In the Main method, we start the mapreduce task and define its parameters - name, mapper and reducer, the path in HDFS, where the input data is located and where to put the result. To compile, we need hadoop libraries. I use Maven to build, for which cloudera has a repository. Instructions for setting it up can be found here.

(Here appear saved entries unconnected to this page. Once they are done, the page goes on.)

//! HTTP gateway for Mimir.
//!
//! A thin Axum surface over the face login, chat, source listing, upload
//! and administrative operations. Routing and presentation live here; the
//! decisions live in `mimir-security` and `mimir-agent`.

pub mod admin;
pub mod error;
pub mod state;
pub mod user;

use axum::extract::{ConnectInfo, DefaultBodyLimit};
use axum::{
    Router,
    extract::State,
    http::{HeaderName, Method, StatusCode, header},
    middleware::{self, Next},
    response::Json,
    routing::get,
};
use serde::{Deserialize, Serialize};
use std::collections::HashMap;
use std::net::SocketAddr;
use std::sync::Arc;
use std::time::{Duration, Instant};
use tower_http::cors::{Any, CorsLayer};
use tracing::{info, warn};

pub use error::{ApiError, ErrorResponse};
pub use state::{AppState, SharedState, Stores};

/// Limits applied around every route.
#[derive(Debug, Clone, Copy)]
pub struct RouterLimits {
    pub body_limit_bytes: usize,
    pub requests_per_minute: usize,
}

impl From<&mimir_config::GatewayConfig> for RouterLimits {
    fn from(config: &mimir_config::GatewayConfig) -> Self {
        Self {
            body_limit_bytes: config.body_limit_bytes,
            requests_per_minute: config.rate_limit_per_minute,
        }
    }
}

/// Build the full router.
///
/// Layers, innermost first: admin key on `/admin`, body limit, rate
/// limiting (`/health` exempt), CORS, HTTP trace logging.
pub fn build_router(state: SharedState, limits: RouterLimits) -> Router {
    let admin = admin::admin_router()
        .layer(middleware::from_fn_with_state(state.clone(), admin::admin_key_middleware));

    let cors = CorsLayer::new()
        .allow_origin(Any)
        .allow_methods([Method::GET, Method::POST])
        .allow_headers([
            header::CONTENT_TYPE,
            header::AUTHORIZATION,
            HeaderName::from_static("x-admin-key"),
        ])
        .max_age(Duration::from_secs(3600));

    let rate_limiter = Arc::new(RateLimiter::new(limits.requests_per_minute, Duration::from_secs(60)));

    Router::new()
        .route("/health", get(health_handler))
        .nest("/user", user::user_router())
        .nest("/admin", admin)
        .with_state(state)
        .layer(DefaultBodyLimit::max(limits.body_limit_bytes))
        .layer(middleware::from_fn(move |req, next| {
            let limiter = rate_limiter.clone();
            rate_limit_middleware(limiter, req, next)
        }))
        .layer(cors)
        .layer(tower_http::trace::TraceLayer::new_for_http())
}

/// Start the gateway HTTP server.
pub async fn start(config: mimir_config::AppConfig) -> Result<(), Box<dyn std::error::Error>> {
    let addr = format!("{}:{}", config.gateway.host, config.gateway.port);
    if config.gateway.admin_key.is_none() {
        warn!("No admin key configured; /admin routes are disabled");
    }

    let state = Arc::new(AppState::from_config(&config).await?);
    let app = build_router(state, RouterLimits::from(&config.gateway));

    info!(addr = %addr, "Gateway starting");
    let listener = tokio::net::TcpListener::bind(&addr).await?;
    axum::serve(listener, app.into_make_service_with_connect_info::<SocketAddr>()).await?;

    Ok(())
}

// --- Rate Limiter ---

/// In-memory sliding-window rate limiter keyed by client credential.
struct RateLimiter {
    max_requests: usize,
    window: Duration,
    clients: std::sync::Mutex<HashMap<String, Vec<Instant>>>,
}

impl RateLimiter {
    fn new(max_requests: usize, window: Duration) -> Self {
        Self {
            max_requests,
            window,
            clients: std::sync::Mutex::new(HashMap::new()),
        }
    }

    /// Returns `true` if the client is within its limit.
    fn check(&self, client_key: &str) -> bool {
        let now = Instant::now();
        let mut clients = self.clients.lock().unwrap_or_else(|e| e.into_inner());

        if clients.len() > 10_000 {
            clients.retain(|_, timestamps| {
                timestamps
                    .last()
                    .is_some_and(|t| now.duration_since(*t) < self.window)
            });
        }

        let timestamps = clients.entry(client_key.to_string()).or_default();
        timestamps.retain(|t| now.duration_since(*t) < self.window);

        if timestamps.len() >= self.max_requests {
            return false;
        }

        timestamps.push(now);
        true
    }
}

/// Keys on the bearer credential, then the admin key, then the peer address.
/// Only requests with none of these share the "anonymous" window.
async fn rate_limit_middleware(
    limiter: Arc<RateLimiter>,
    req: axum::extract::Request,
    next: Next,
) -> Result<axum::response::Response, StatusCode> {
    if req.uri().path() == "/health" {
        return Ok(next.run(req).await);
    }

    let client_key = ["Authorization", "X-Admin-Key"]
        .iter()
        .find_map(|h| req.headers().get(*h).and_then(|v| v.to_str().ok()))
        .map(|s| s.to_string())
        .or_else(|| {
            req.extensions()
                .get::<ConnectInfo<SocketAddr>>()
                .map(|ConnectInfo(peer)| format!("peer:{}", peer.ip()))
        })
        .unwrap_or_else(|| "anonymous".to_string());

    if !limiter.check(&client_key) {
        warn!(client = %client_key.chars().take(20).collect::<String>(), "Rate limit exceeded");
        return Err(StatusCode::TOO_MANY_REQUESTS);
    }

    Ok(next.run(req).await)
}

// --- Handlers ---

#[derive(Serialize, Deserialize)]
pub struct HealthResponse {
    pub status: String,
    pub version: String,
    pub uptime_secs: i64,
}

async fn health_handler(State(state): State<SharedState>) -> Json<HealthResponse> {
    Json(HealthResponse {
        status: "ok".into(),
        version: env!("CARGO_PKG_VERSION").into(),
        uptime_secs: (chrono::Utc::now() - state.start_time).num_seconds(),
    })
}
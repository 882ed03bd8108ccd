//! Revoked session ids, held until the credential would have expired anyway.

use dashmap::DashMap;

#[derive(Debug, Default)]
pub struct RevocationList {
    /// sid -> exp (unix seconds)
    revoked: DashMap<String, i64>,
}

impl RevocationList {
    pub fn new() -> Self {
        Self::default()
    }

    /// Entries whose credential has expired are dropped on every insert.
    pub fn revoke(&self, session_id: &str, expires_at: i64, now: i64) {
        self.revoked.retain(|_, exp| *exp > now);
        if expires_at > now {
            self.revoked.insert(session_id.to_string(), expires_at);
        }
    }

    pub fn is_revoked(&self, session_id: &str, now: i64) -> bool {
        self.revoked.get(session_id).is_some_and(|exp| *exp > now)
    }

    pub fn len(&self) -> usize {
        self.revoked.len()
    }

    pub fn is_empty(&self) -> bool {
        self.revoked.is_empty()
    }
}
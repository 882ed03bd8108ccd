//! The chat pipeline: session → sources → retrieval → composition → answer.
//!
//! Each request walks the stages strictly forward and ends in `Answered` or
//! `Failed`. Only an unavailable source is recovered locally; a session or
//! completion failure ends the request.

use crate::composer::{ComposedContext, ContextComposer};
use crate::generator::AnswerGenerator;
use crate::retriever::{Retrieval, Retriever, SkippedSource};
use crate::sources::{SourceDescriptor, SourceRegistry};
use mimir_config::AppConfig;
use mimir_core::error::ChatError;
use mimir_core::knowledge::KnowledgeIndex;
use mimir_core::message::Message;
use mimir_core::provider::{EmbeddingRequest, Provider};
use mimir_core::session::AuthenticatedUser;
use mimir_security::AuthService;
use serde::Serialize;
use std::sync::Arc;
use tracing::{debug, info, warn};

#[derive(Debug, Clone, Copy, PartialEq, Eq, Serialize)]
#[serde(tag = "stage", rename_all = "snake_case")]
pub enum ChatStage {
    Authenticated,
    SourcesResolved,
    Retrieved { partial: bool },
    Composed,
    Answered,
    Failed,
}

impl ChatStage {
    fn rank(&self) -> u8 {
        match self {
            Self::Authenticated => 0,
            Self::SourcesResolved => 1,
            Self::Retrieved { .. } => 2,
            Self::Composed => 3,
            Self::Answered | Self::Failed => 4,
        }
    }

    pub fn is_terminal(&self) -> bool {
        self.rank() == 4
    }
}

/// Forward-only record of the stages one request passed through.
#[derive(Debug, Clone, Default, PartialEq, Eq, Serialize)]
#[serde(transparent)]
pub struct StageTrail(Vec<ChatStage>);

impl StageTrail {
    /// Ignores (and logs) any move that is not strictly forward.
    pub fn advance(&mut self, stage: ChatStage) {
        if let Some(last) = self.0.last() {
            if last.is_terminal() || stage.rank() <= last.rank() {
                warn!(from = ?last, to = ?stage, "Ignoring backward stage transition");
                return;
            }
        }
        self.0.push(stage);
    }

    pub fn current(&self) -> Option<ChatStage> {
        self.0.last().copied()
    }

    pub fn stages(&self) -> &[ChatStage] {
        &self.0
    }
}

#[derive(Debug, Clone, Serialize)]
pub struct ChatResponse {
    pub answer: String,
    pub cited_sources: Vec<String>,
    pub skipped_sources: Vec<SkippedSource>,
    /// Collections resolved for the session
    pub sources_used: Vec<String>,
    /// The role enables no sources; the answer rests on history alone
    pub configuration_gap: bool,
    pub user_id: String,
    pub role: String,
    pub stages: StageTrail,
}

#[derive(Debug, Clone, Serialize)]
pub struct AvailableSources {
    pub user_role: String,
    pub sources: Vec<SourceDescriptor>,
}

pub struct ChatEngine {
    auth: Arc<AuthService>,
    registry: Arc<SourceRegistry>,
    retriever: Retriever,
    composer: ContextComposer,
    generator: AnswerGenerator,
    embedder: Arc<dyn Provider>,
    embedding_model: String,
}

impl std::fmt::Debug for ChatEngine {
    fn fmt(&self, f: &mut std::fmt::Formatter<'_>) -> std::fmt::Result {
        f.debug_struct("ChatEngine")
            .field("retriever", &self.retriever)
            .field("composer", &self.composer)
            .field("generator", &self.generator)
            .field("embedder", &self.embedder.name())
            .field("embedding_model", &self.embedding_model)
            .finish()
    }
}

As a result, the pom.xmp file (which is used by maven to describe the assembly of the project) I got the following):

<?xml version="1.0" encoding="UTF-8"?>  
<project xmlns="http://maven.apache.org/POM/4.0.0"  
     	xmlns:xsi="http://www.w3.org/2001/XMLSchema-instance"  
     	xsi:schemaLocation="http://maven.apache.org/POM/4.0.0 http://maven.apache.org/xsd/maven-4.0.0.xsd">  
	<modelVersion>4.0.0</modelVersion>  
  
	<repositories>  
    	<repository>  
        	<id>cloudera</id>  
        	<url>https://repository.cloudera.com/artifactory/cloudera-repos/</url>  
    	</repository>  
	</repositories>  
  
	<dependencies>  
    	<dependency>  
        	<groupId>org.apache.hadoop</groupId>  
        	<artifactId>hadoop-common</artifactId>  
        	<version>2.6.0-cdh5.4.2</version>  
    	</dependency>  
  
    	<dependency>  
        	<groupId>org.apache.hadoop</groupId>  
        	<artifactId>hadoop-auth</artifactId>  
        	<version>2.6.0-cdh5.4.2</version>  
    	</dependency>  
  
    	<dependency>  
        	<groupId>org.apache.hadoop</groupId>  
        	<artifactId>hadoop-hdfs</artifactId>  
        	<version>2.6.0-cdh5.4.2</version>  
    	</dependency>  
  
    	<dependency>  
        	<groupId>org.apache.hadoop</groupId>  
        	<artifactId>hadoop-mapreduce-client-app</artifactId>  
        	<version>2.6.0-cdh5.4.2</version>  
    	</dependency>  
  
	</dependencies>  
  
	<groupId>org.dca.examples</groupId>  
	<artifactId>wordcount</artifactId>  
	<version>1.0-SNAPSHOT</version>  
 
</project>

Let's compile the project into a jar package:

mvn clean package

After building the project into a jar file, the launch occurs in a similar way, as in the case of the streaming interface:

yarn jar wordcount-1.0-SNAPSHOT.jar  WordCount 

We wait for execution and check the result:

hadoop fs -text lenta_wordcount/* | sort -n -k2,2 | tail -n5  
from
41
this
43
on
82
and
111
into
194

As you might guess, the result of running our native application is the same as the result of the streaming application that we launched in the previous way.